Ich will keine Nähe zu dir. Sie ist keine Flucht. Das ist was Tieferes. Ich will jemanden, der mich nicht braucht und den ich nicht brauche.

Vielleicht gab es für mich keine Alternative, als bis zum Alleräußersten zu gehen. Keine Alternative dazu, mich ihm bis auf die Knochen auszuliefern. Egal wie, bitte geh einfach nicht. Ich akzeptiere alles. Ich gebe mich völlig hin und auf und es reicht trotzdem nicht.

Er wird es sagen. Das wars. Über kurz oder lang. Und vielleicht muss das so sein, vielleicht kann ich es sonst einfach nicht glauben. Es wäre schön gewesen, diese Stärke zu haben, selbst den Schlussstrich zu ziehen. Aber ich kann es nicht. Ich muss hier ausharren, darauf warten, dass er sagt, von dem ich weiß, dass es kommt, unvermeidlich.
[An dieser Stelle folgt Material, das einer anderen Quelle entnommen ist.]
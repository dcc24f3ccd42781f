//! Client side of `org.freedesktop.Secret.Prompt`.
//!
//! Methods that may need user interaction return a prompt object path instead
//! of their result. The caller invokes `Prompt(window_id)` on it and then waits
//! for a single `Completed(dismissed, result)` signal. [`PromptController`]
//! tracks one waiter per outstanding prompt path and turns that signal into a
//! typed [`PromptResult`].

use std::collections::HashMap;
use std::fmt;
use std::sync::atomic::{AtomicU64, Ordering};
use std::sync::{Arc, Mutex, PoisonError};
use std::time::Duration;

use futures_util::StreamExt;
use keyward_core::{Error, Result};
use tokio::sync::oneshot;
use tokio::task::JoinHandle;
use tracing::{debug, info, warn};
use zvariant::{OwnedObjectPath, Structure, Value};

use crate::bus::{Bus, Reply, unwrap_variant};
use crate::ss::{SS_PROMPT_INTERFACE, is_no_object};

type Decoder<T> = Box<dyn FnOnce(Value<'static>) -> Result<T> + Send>;

/// A pending prompt plus the knowledge of how to read its result.
pub struct PromptHandle<T> {
    path: OwnedObjectPath,
    decode: Decoder<T>,
}

impl<T> PromptHandle<T> {
    pub fn new(
        path: OwnedObjectPath,
        decode: impl FnOnce(Value<'static>) -> Result<T> + Send + 'static,
    ) -> Self {
        Self {
            path,
            decode: Box::new(decode),
        }
    }

    pub fn path(&self) -> &OwnedObjectPath {
        &self.path
    }

    /// Post-process the decoded result.
    pub fn map<U>(self, f: impl FnOnce(T) -> Result<U> + Send + 'static) -> PromptHandle<U>
    where
        T: 'static,
    {
        let decode = self.decode;
        PromptHandle {
            path: self.path,
            decode: Box::new(move |value| f(decode(value)?)),
        }
    }
}

impl<T> fmt::Debug for PromptHandle<T> {
    fn fmt(&self, f: &mut fmt::Formatter<'_>) -> fmt::Result {
        f.debug_struct("PromptHandle")
            .field("path", &self.path.as_str())
            .finish_non_exhaustive()
    }
}

/// How a prompt ended. Dismissal is an ordinary outcome, not an error.
#[derive(Debug, Clone, PartialEq, Eq)]
pub enum PromptResult<T> {
    Completed(T),
    Dismissed,
}

impl<T> PromptResult<T> {
    pub fn is_dismissed(&self) -> bool {
        matches!(self, Self::Dismissed)
    }

    pub fn completed(self) -> Option<T> {
        match self {
            Self::Completed(v) => Some(v),
            Self::Dismissed => None,
        }
    }
}

/// Result of an operation that may require a prompt.
#[derive(Debug)]
pub enum Outcome<T> {
    Ready(T),
    Prompt(PromptHandle<T>),
}

impl<T> Outcome<T> {
    pub fn is_prompt(&self) -> bool {
        matches!(self, Self::Prompt(_))
    }

    /// Wait out any prompt and return the final result.
    pub async fn resolve(
        self,
        controller: &PromptController,
        timeout: Duration,
    ) -> Result<PromptResult<T>> {
        match self {
            Self::Ready(v) => Ok(PromptResult::Completed(v)),
            Self::Prompt(handle) => controller.resolve(handle, timeout).await,
        }
    }
}

/// Build an outcome from a reply's prompt path: `/` means "no prompt needed".
pub(crate) fn outcome_from<T>(
    prompt: OwnedObjectPath,
    ready: impl FnOnce() -> Result<T>,
    decode: impl FnOnce(Value<'static>) -> Result<T> + Send + 'static,
) -> Result<Outcome<T>> {
    if is_no_object(prompt.as_str()) {
        Ok(Outcome::Ready(ready()?))
    } else {
        debug!(prompt = %prompt.as_str(), "operation requires a prompt");
        Ok(Outcome::Prompt(PromptHandle::new(prompt, decode)))
    }
}

struct Completion {
    dismissed: bool,
    result: Value<'static>,
}

struct Waiter {
    id: u64,
    tx: oneshot::Sender<Result<Completion>>,
}

#[derive(Default)]
struct Waiters {
    map: Mutex<HashMap<String, Waiter>>,
    next_id: AtomicU64,
}

impl Waiters {
    fn register(&self, path: &str) -> Result<(u64, oneshot::Receiver<Result<Completion>>)> {
        let mut map = self.map.lock().unwrap_or_else(PoisonError::into_inner);
        if map.contains_key(path) {
            return Err(Error::PromptBusy(path.to_string()));
        }
        let id = self.next_id.fetch_add(1, Ordering::Relaxed);
        let (tx, rx) = oneshot::channel();
        map.insert(path.to_string(), Waiter { id, tx });
        Ok((id, rx))
    }

    /// Remove the waiter for `path` if it is still the one identified by `id`.
    fn take(&self, path: &str, id: u64) -> Option<Waiter> {
        let mut map = self.map.lock().unwrap_or_else(PoisonError::into_inner);
        match map.get(path) {
            Some(w) if w.id == id => map.remove(path),
            _ => None,
        }
    }

    fn deliver(&self, path: &str, id: u64, completion: Result<Completion>) {
        if let Some(waiter) = self.take(path, id) {
            // The receiver may already be gone; nothing to do then.
            let _ = waiter.tx.send(completion);
        }
    }

    fn len(&self) -> usize {
        self.map.lock().unwrap_or_else(PoisonError::into_inner).len()
    }
}

/// Removes the waiter and stops its signal forwarder however `resolve` ends,
/// including when the caller drops the future.
struct WaiterGuard {
    waiters: Arc<Waiters>,
    path: String,
    id: u64,
    forwarder: Option<JoinHandle<()>>,
}

impl Drop for WaiterGuard {
    fn drop(&mut self) {
        if let Some(forwarder) = self.forwarder.take() {
            forwarder.abort();
        }
        self.waiters.take(&self.path, self.id);
    }
}

/// Drives prompts to completion.
#[derive(Clone)]
pub struct PromptController {
    bus: Arc<dyn Bus>,
    waiters: Arc<Waiters>,
    window_id: String,
}

impl PromptController {
    pub fn new(bus: Arc<dyn Bus>, window_id: impl Into<String>) -> Self {
        Self {
            bus,
            waiters: Arc::new(Waiters::default()),
            window_id: window_id.into(),
        }
    }

    /// Number of prompts currently being waited on.
    pub fn pending_count(&self) -> usize {
        self.waiters.len()
    }

    /// Show the prompt and wait for its `Completed` signal.
    ///
    /// The signal subscription is in place before `Prompt()` is called, so a
    /// prompt that completes immediately is not missed. On timeout the prompt
    /// is dismissed (best effort) and [`Error::PromptTimeout`] is returned; the
    /// state of whatever the prompt was doing is then unknown.
    pub async fn resolve<T>(&self, handle: PromptHandle<T>, timeout: Duration) -> Result<PromptResult<T>> {
        let path = handle.path.as_str().to_string();
        let (id, rx) = self.waiters.register(&path)?;
        let mut guard = WaiterGuard {
            waiters: Arc::clone(&self.waiters),
            path: path.clone(),
            id,
            forwarder: None,
        };

        let mut signals = self
            .bus
            .subscribe(&path, SS_PROMPT_INTERFACE, "Completed")
            .await?;
        let waiters = Arc::clone(&self.waiters);
        let forward_path = path.clone();
        guard.forwarder = Some(tokio::spawn(async move {
            let completion = match signals.next().await {
                Some(fields) => parse_completion(fields),
                None => Err(Error::bus("prompt signal stream ended")),
            };
            waiters.deliver(&forward_path, id, completion);
        }));

        let args: Structure<'static> = (self.window_id.clone(),).into();
        self.bus
            .call(&path, SS_PROMPT_INTERFACE, "Prompt", Some(args))
            .await?;
        debug!(prompt = %path, "prompt shown, waiting for completion");

        let completion = match tokio::time::timeout(timeout, rx).await {
            Ok(Ok(completion)) => completion?,
            Ok(Err(_)) => return Err(Error::bus("prompt waiter was dropped")),
            Err(_) => {
                drop(guard);
                warn!(prompt = %path, ?timeout, "prompt timed out, dismissing");
                if let Err(e) = self.dismiss_path(&path).await {
                    warn!(prompt = %path, error = %e, "failed to dismiss timed-out prompt");
                }
                return Err(Error::PromptTimeout);
            }
        };
        drop(guard);

        if completion.dismissed {
            info!(prompt = %path, "prompt dismissed");
            return Ok(PromptResult::Dismissed);
        }
        info!(prompt = %path, "prompt completed");
        Ok(PromptResult::Completed((handle.decode)(completion.result)?))
    }

    /// Ask the service to dismiss a prompt without waiting for it.
    pub async fn dismiss<T>(&self, handle: &PromptHandle<T>) -> Result<()> {
        self.dismiss_path(handle.path.as_str()).await
    }

    async fn dismiss_path(&self, path: &str) -> Result<()> {
        self.bus
            .call(path, SS_PROMPT_INTERFACE, "Dismiss", None)
            .await?;
        Ok(())
    }
}

fn parse_completion(fields: Vec<Value<'static>>) -> Result<Completion> {
    let mut reply = Reply::new(fields);
    let dismissed = reply.next::<bool>()?;
    let result = unwrap_variant(reply.next_value()?);
    Ok(Completion { dismissed, result })
}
Mancher wäre enttäuscht von mir, weil ich schwach geworden bin. Dass ich nicht hart geblieben bin, dass ich ihn so lange nicht loslassen kann, bis er mir mit aller Wucht den letzten Stoß über die Klippe gibt. Ich stehe ja schon am Rand. Aber ich bereue es nicht. Weil ich nicht anders konnte. Ich werde es für mich behalten. Der Therapeut darf es wissen, sonst niemand. Und diese Unehrlichkeit fühlt sich richtig an.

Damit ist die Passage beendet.